Advocating and education about children’s rights, making children aware of some hazardous child labour in other parts of the world, The World Children’s Prize awards superb leaders in the pursuit of rights for children, and also educates children themselves

As Challenging Heights president, Dr. James Kofi Annan, was nominated for The World Children’s Prize in 2013, Challenging Heights School became a Ghanaian base for the organisation’s campaign to protect children’s rights around the world.

After Senior James won the prestigious award, students at CHS, as well as four other schools in Winneba and nearby Senya, participate in a rigorous voting process, to select future Prize winners.

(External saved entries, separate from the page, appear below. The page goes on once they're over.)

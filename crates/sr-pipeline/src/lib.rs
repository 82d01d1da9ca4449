//! Stage workers that consume the three pipeline topics (§4.3-4.5),
//! each run independently by the supervisor binary (C11).

pub mod ingest_worker;
pub mod metadata_worker;
pub mod ocr_worker;

pub use ingest_worker::run_ingest_worker;
pub use metadata_worker::run_metadata_worker;
pub use ocr_worker::run_ocr_worker;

Because of our efforts to bring about awareness of children’s rights, The World Children’s Prize thought Challenging Heights to be the perfect fit to help them educate children and distribute their magazine. Though the magazine, children are made aware of how individuals and organisations are protecting the rights of children in many other areas of the world.

In the five schools participating in the voting process, we established children’s rights clubs. Children are given World Children’s Prize magazines in May, near the beginning of the 3rd Term, and they spend time reading and discussing together. They share the magazines, which is where they learn about the nominees and other empowering information.

Ambassadors from the clubs serve as peer educators to the rest of the children who will be voting.  Our field team supervises, but the children facilitate the events. There are “debates” held through the third term of school, where students will separate into groups to represent the three nominated candidates. The groups talk about their candidate and try to convince their fellow classmates that their candidate should receive the award. After campaigning, the children organise voting.

Students issue ballot papers and show their classmates to the voting booth, explaining the candidates. They take care of counting ballots and announce to their schools who won the event.

In a way, our field staff explains, the children are learning to elect leaders.

Each of the schools involved in Ghana are in the Central Region, and students in grades 3 to 9 participate.

The children voted for their candidate of choice before school let out for August Vacation, and so as our schools’ results are in, the global announcement of a winner should come by November.

Instead of only honouring world leaders who advocate and encourage change, the children themselves become part of the recognition process. Children across the world are learning; they are empowered as they are given the choice to select winners, long after our own leader, Senior James, took the prize.